◆ **EXERCISE AIM**:
The entries below should appear again in your reply, word for word.

◆ **DATA**:
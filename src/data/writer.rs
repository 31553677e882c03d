use std::path::{Path, PathBuf};

use log::{info, warn};
use tempfile::NamedTempFile;

use super::model::Table;
use crate::error::{PipelineError, Result};

/// A table written to a temporary file next to its destination, not yet
/// visible at `path`.
#[derive(Debug)]
pub struct StagedCsv {
    tmp: NamedTempFile,
    path: PathBuf,
    rows: usize,
}

impl StagedCsv {
    /// Rename the staged file into place, replacing any existing file.
    pub fn commit(self) -> Result<PathBuf> {
        let StagedCsv { tmp, path, rows } = self;
        tmp.persist(&path)
            .map_err(|e| PipelineError::persist(&path, e.error.to_string()))?;
        info!("wrote {} rows to {}", rows, path.display());
        Ok(path)
    }
}

/// Write `table` as comma-delimited CSV with a header row into a temporary
/// file in the destination's directory. The parent directory must already
/// exist. Dropping the result without committing removes the temporary file.
pub fn stage_csv(table: &Table, path: &Path) -> Result<StagedCsv> {
    let parent = match path.parent() {
        Some(p) if !p.as_os_str().is_empty() => p,
        _ => Path::new("."),
    };
    if !parent.is_dir() {
        return Err(PipelineError::persist(
            path,
            format!("output directory {} does not exist", parent.display()),
        ));
    }

    let err = |e: &dyn std::fmt::Display| PipelineError::persist(path, e.to_string());

    let tmp = NamedTempFile::new_in(parent).map_err(|e| err(&e))?;
    {
        let mut writer = csv::Writer::from_writer(tmp.as_file());
        writer.write_record(table.columns()).map_err(|e| err(&e))?;
        for row in table.rows() {
            writer
                .write_record(row.iter().map(|v| v.to_string()))
                .map_err(|e| err(&e))?;
        }
        writer.flush().map_err(|e| err(&e))?;
    }
    tmp.as_file().sync_all().map_err(|e| err(&e))?;

    Ok(StagedCsv {
        tmp,
        path: path.to_path_buf(),
        rows: table.len(),
    })
}

/// Write `table` as CSV, replacing any existing file at `path`.
///
/// Readers see either the old file or the complete new one.
pub fn write_csv(table: &Table, path: &Path) -> Result<()> {
    stage_csv(table, path)?.commit().map(|_| ())
}

/// Stage every table, then commit them all. Nothing becomes visible unless
/// every table staged; a failed rename removes the files already committed.
pub fn write_all<'a, I>(outputs: I) -> Result<Vec<PathBuf>>
where
    I: IntoIterator<Item = (&'a Table, &'a Path)>,
{
    let staged = outputs
        .into_iter()
        .map(|(table, path)| stage_csv(table, path))
        .collect::<Result<Vec<_>>>()?;

    let mut written = Vec::with_capacity(staged.len());
    for file in staged {
        match file.commit() {
            Ok(path) => written.push(path),
            Err(e) => {
                for path in &written {
                    if let Err(rm) = std::fs::remove_file(path) {
                        warn!("could not remove {}: {rm}", path.display());
                    }
                }
                return Err(e);
            }
        }
    }
    Ok(written)
}

#[cfg(test)]
mod tests {
    use super::*;
    use crate::data::loader::{load_table, DatasetSource};
    use crate::data::model::Value;

    fn sample() -> Table {
        Table::from_rows(
            vec!["b".into(), "a".into(), "when".into()],
            vec![
                vec![Value::Float(1.5), Value::Str("x, y".into()), Value::Null],
                vec![Value::Int(2), Value::Str("z".into()), Value::Float(3.0)],
            ],
        )
    }

    #[test]
    fn round_trip_preserves_rows_and_column_order() {
        let dir = tempfile::tempdir().unwrap();
        let path = dir.path().join("out.csv");
        write_csv(&sample(), &path).unwrap();

        let back = load_table(&DatasetSource::new("out", &path)).unwrap();
        assert_eq!(back.columns(), sample().columns());
        assert_eq!(back.len(), 2);
        assert_eq!(back.get(0, "a"), Some(&Value::Str("x, y".into())));
        assert_eq!(back.get(1, "when"), Some(&Value::Float(3.0)));
    }

    #[test]
    fn overwrites_existing_file() {
        let dir = tempfile::tempdir().unwrap();
        let path = dir.path().join("out.csv");
        std::fs::write(&path, "stale\n1\n2\n3\n").unwrap();
        write_csv(&sample().head(1), &path).unwrap();
        let text = std::fs::read_to_string(&path).unwrap();
        assert_eq!(text.lines().count(), 2);
        assert!(text.starts_with("b,a,when"));
    }

    #[test]
    fn missing_directory_is_a_persist_error() {
        let dir = tempfile::tempdir().unwrap();
        let path = dir.path().join("nested").join("out.csv");
        let err = write_csv(&sample(), &path).unwrap_err();
        assert_eq!(err.stage(), "persist");
        assert!(!path.exists());
    }

    #[test]
    fn staged_file_is_invisible_until_commit() {
        let dir = tempfile::tempdir().unwrap();
        let path = dir.path().join("out.csv");
        let staged = stage_csv(&sample(), &path).unwrap();
        assert!(!path.exists());
        assert_eq!(staged.commit().unwrap(), path);
        assert!(path.is_file());
    }

    #[test]
    fn dropped_stage_leaves_nothing_behind() {
        let dir = tempfile::tempdir().unwrap();
        let path = dir.path().join("out.csv");
        drop(stage_csv(&sample(), &path).unwrap());
        assert_eq!(std::fs::read_dir(dir.path()).unwrap().count(), 0);
    }

    #[test]
    fn write_all_is_all_or_nothing() {
        let dir = tempfile::tempdir().unwrap();
        let first = dir.path().join("first.csv");
        let second = dir.path().join("missing").join("second.csv");
        let table = sample();
        let err = write_all([(&table, first.as_path()), (&table, second.as_path())]).unwrap_err();
        assert_eq!(err.stage(), "persist");
        assert!(!first.exists());
        assert_eq!(std::fs::read_dir(dir.path()).unwrap().count(), 0);
    }
}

◆ **SOLUTION BELOW**:
filename src/data/writer.rs
repository 31553677e882c03d
use std::path::{Path, PathBuf};

use log::{info, warn};
use tempfile::NamedTempFile;

use super::model::Table;
use crate::error::{PipelineError, Result};

/// A table written to a temporary file next to its destination, not yet
/// visible at `path`.
#[derive(Debug)]
pub struct StagedCsv {
    tmp: NamedTempFile,
    path: PathBuf,
    rows: usize,
}

impl StagedCsv {
    /// Rename the staged file into place, replacing any existing file.
    pub fn commit(self) -> Result<PathBuf> {
        let StagedCsv { tmp, path, rows } = self;
        tmp.persist(&path)
            .map_err(|e| PipelineError::persist(&path, e.error.to_string()))?;
        info!("wrote {} rows to {}", rows, path.display());
        Ok(path)
    }
}

/// Write `table` as comma-delimited CSV with a header row into a temporary
/// file in the destination's directory. The parent directory must already
/// exist. Dropping the result without committing removes the temporary file.
pub fn stage_csv(table: &Table, path: &Path) -> Result<StagedCsv> {
    let parent = match path.parent() {
        Some(p) if !p.as_os_str().is_empty() => p,
        _ => Path::new("."),
    };
    if !parent.is_dir() {
        return Err(PipelineError::persist(
            path,
            format!("output directory {} does not exist", parent.display()),
        ));
    }

    let err = |e: &dyn std::fmt::Display| PipelineError::persist(path, e.to_string());

    let tmp = NamedTempFile::new_in(parent).map_err(|e| err(&e))?;
    {
        let mut writer = csv::Writer::from_writer(tmp.as_file());
        writer.write_record(table.columns()).map_err(|e| err(&e))?;
        for row in table.rows() {
            writer
                .write_record(row.iter().map(|v| v.to_string()))
                .map_err(|e| err(&e))?;
        }
        writer.flush().map_err(|e| err(&e))?;
    }
    tmp.as_file().sync_all().map_err(|e| err(&e))?;

    Ok(StagedCsv {
        tmp,
        path: path.to_path_buf(),
        rows: table.len(),
    })
}

/// Write `table` as CSV, replacing any existing file at `path`.
///
/// Readers see either the old file or the complete new one.
pub fn write_csv(table: &Table, path: &Path) -> Result<()> {
    stage_csv(table, path)?.commit().map(|_| ())
}

/// Stage every table, then commit them all. Nothing becomes visible unless
/// every table staged; a failed rename removes the files already committed.
pub fn write_all<'a, I>(outputs: I) -> Result<Vec<PathBuf>>
where
    I: IntoIterator<Item = (&'a Table, &'a Path)>,
{
    let staged = outputs
        .into_iter()
        .map(|(table, path)| stage_csv(table, path))
        .collect::<Result<Vec<_>>>()?;

    let mut written = Vec::with_capacity(staged.len());
    for file in staged {
        match file.commit() {
            Ok(path) => written.push(path),
            Err(e) => {
                for path in &written {
                    if let Err(rm) = std::fs::remove_file(path) {
                        warn!("could not remove {}: {rm}", path.display());
                    }
                }
                return Err(e);
            }
        }
    }
    Ok(written)
}

#[cfg(test)]
mod tests {
    use super::*;
    use crate::data::loader::{load_table, DatasetSource};
    use crate::data::model::Value;

    fn sample() -> Table {
        Table::from_rows(
            vec!["b".into(), "a".into(), "when".into()],
            vec![
                vec![Value::Float(1.5), Value::Str("x, y".into()), Value::Null],
                vec![Value::Int(2), Value::Str("z".into()), Value::Float(3.0)],
            ],
        )
    }

    #[test]
    fn round_trip_preserves_rows_and_column_order() {
        let dir = tempfile::tempdir().unwrap();
        let path = dir.path().join("out.csv");
        write_csv(&sample(), &path).unwrap();

        let back = load_table(&DatasetSource::new("out", &path)).unwrap();
        assert_eq!(back.columns(), sample().columns());
        assert_eq!(back.len(), 2);
        assert_eq!(back.get(0, "a"), Some(&Value::Str("x, y".into())));
        assert_eq!(back.get(1, "when"), Some(&Value::Float(3.0)));
    }

    #[test]
    fn overwrites_existing_file() {
        let dir = tempfile::tempdir().unwrap();
        let path = dir.path().join("out.csv");
        std::fs::write(&path, "stale\n1\n2\n3\n").unwrap();
        write_csv(&sample().head(1), &path).unwrap();
        let text = std::fs::read_to_string(&path).unwrap();
        assert_eq!(text.lines().count(), 2);
        assert!(text.starts_with("b,a,when"));
    }

    #[test]
    fn missing_directory_is_a_persist_error() {
        let dir = tempfile::tempdir().unwrap();
        let path = dir.path().join("nested").join("out.csv");
        let err = write_csv(&sample(), &path).unwrap_err();
        assert_eq!(err.stage(), "persist");
        assert!(!path.exists());
    }

    #[test]
    fn staged_file_is_invisible_until_commit() {
        let dir = tempfile::tempdir().unwrap();
        let path = dir.path().join("out.csv");
        let staged = stage_csv(&sample(), &path).unwrap();
        assert!(!path.exists());
        assert_eq!(staged.commit().unwrap(), path);
        assert!(path.is_file());
    }

    #[test]
    fn dropped_stage_leaves_nothing_behind() {
        let dir = tempfile::tempdir().unwrap();
        let path = dir.path().join("out.csv");
        drop(stage_csv(&sample(), &path).unwrap());
        assert_eq!(std::fs::read_dir(dir.path()).unwrap().count(), 0);
    }

    #[test]
    fn write_all_is_all_or_nothing() {
        let dir = tempfile::tempdir().unwrap();
        let first = dir.path().join("first.csv");
        let second = dir.path().join("missing").join("second.csv");
        let table = sample();
        let err = write_all([(&table, first.as_path()), (&table, second.as_path())]).unwrap_err();
        assert_eq!(err.stage(), "persist");
        assert!(!first.exists());
        assert_eq!(std::fs::read_dir(dir.path()).unwrap().count(), 0);
    }
}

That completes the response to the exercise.